▶ _Work to complete_: Say how many lines of the listing below include the word "info", with no other output.
*** Opening of Source data ***
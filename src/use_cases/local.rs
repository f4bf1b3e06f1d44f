// Standalone mode: the same engine driven by a local loop instead of a room server.

use super::names::bot_name_generator;
use crate::domain::tuning::GameTuning;
use crate::domain::{EngineEvent, GameEngine, Phase, Team, Winner};
use std::sync::{Arc, Mutex, PoisonError};
use std::time::Duration;
use tracing::info;

pub const LOCAL_PLAYER_ID: &str = "local";

/// Directives produced by local input devices for one frame.
#[derive(Debug, Clone, Copy, Default)]
pub struct LocalInput {
    pub dx: f32,
    pub dy: f32,
    /// Release a throw at this charge level.
    pub throw_charge: Option<f32>,
}

pub struct LocalMatch {
    engine: GameEngine,
    events: Arc<Mutex<Vec<EngineEvent>>>,
    has_player: bool,
}

impl LocalMatch {
    /// Local match with a human on `team`.
    pub fn new(tuning: GameTuning, player_name: &str, team: Team) -> Self {
        let mut local = Self::bots_only(tuning);
        local
            .engine
            .add_agent(LOCAL_PLAYER_ID, player_name, team, false);
        local.has_player = true;
        local
    }

    /// Local match where bots play both sides.
    pub fn bots_only(tuning: GameTuning) -> Self {
        Self::with_engine(GameEngine::new(tuning))
    }

    pub fn with_engine(mut engine: GameEngine) -> Self {
        let events = Arc::new(Mutex::new(Vec::new()));
        let sink = events.clone();
        engine.subscribe(move |event| {
            sink.lock()
                .unwrap_or_else(PoisonError::into_inner)
                .push(event.clone());
        });
        Self {
            engine,
            events,
            has_player: false,
        }
    }

    pub fn engine(&self) -> &GameEngine {
        &self.engine
    }

    /// Fills both teams with bots and starts playing.
    pub fn start(&mut self, now: u64) {
        self.engine.fill_teams_to_quota(bot_name_generator());
        self.engine.start_match(now);
    }

    pub fn apply_input(&mut self, input: LocalInput, now: u64) {
        if !self.has_player {
            return;
        }
        if input.dx != 0.0 || input.dy != 0.0 {
            self.engine.handle_move(
                LOCAL_PLAYER_ID,
                input.dx.clamp(-1.0, 1.0),
                input.dy.clamp(-1.0, 1.0),
            );
        }
        if let Some(charge) = input.throw_charge {
            self.engine.handle_throw(LOCAL_PLAYER_ID, charge, now);
        }
    }

    /// Advances one tick and returns everything the renderer has to reflect.
    pub fn step(&mut self, now: u64) -> Vec<EngineEvent> {
        self.engine.tick(now);
        std::mem::take(&mut *self.events.lock().unwrap_or_else(PoisonError::into_inner))
    }

    pub fn is_over(&self) -> bool {
        self.engine.phase() == Phase::Ended
    }

    pub fn winner(&self) -> Option<Winner> {
        self.engine.winner()
    }
}

/// Runs a bots-only match at `tick_interval` until it ends or `timeout` elapses.
pub async fn run_local_match(
    tuning: GameTuning,
    tick_interval: Duration,
    timeout: Duration,
) -> Option<Winner> {
    let mut local = LocalMatch::bots_only(tuning);
    local.start(super::game::now_millis());
    info!("local match started");

    let mut interval = tokio::time::interval(tick_interval);
    let deadline = tokio::time::Instant::now() + timeout;
    let mut ticks: u64 = 0;
    while !local.is_over() && tokio::time::Instant::now() < deadline {
        interval.tick().await;
        local.step(super::game::now_millis());
        ticks += 1;
    }

    let winner = local.winner();
    info!(?winner, ticks, "local match finished");
    local.engine.destroy();
    winner
}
*** Close of Source data ***
▶ _Solved problem_: 3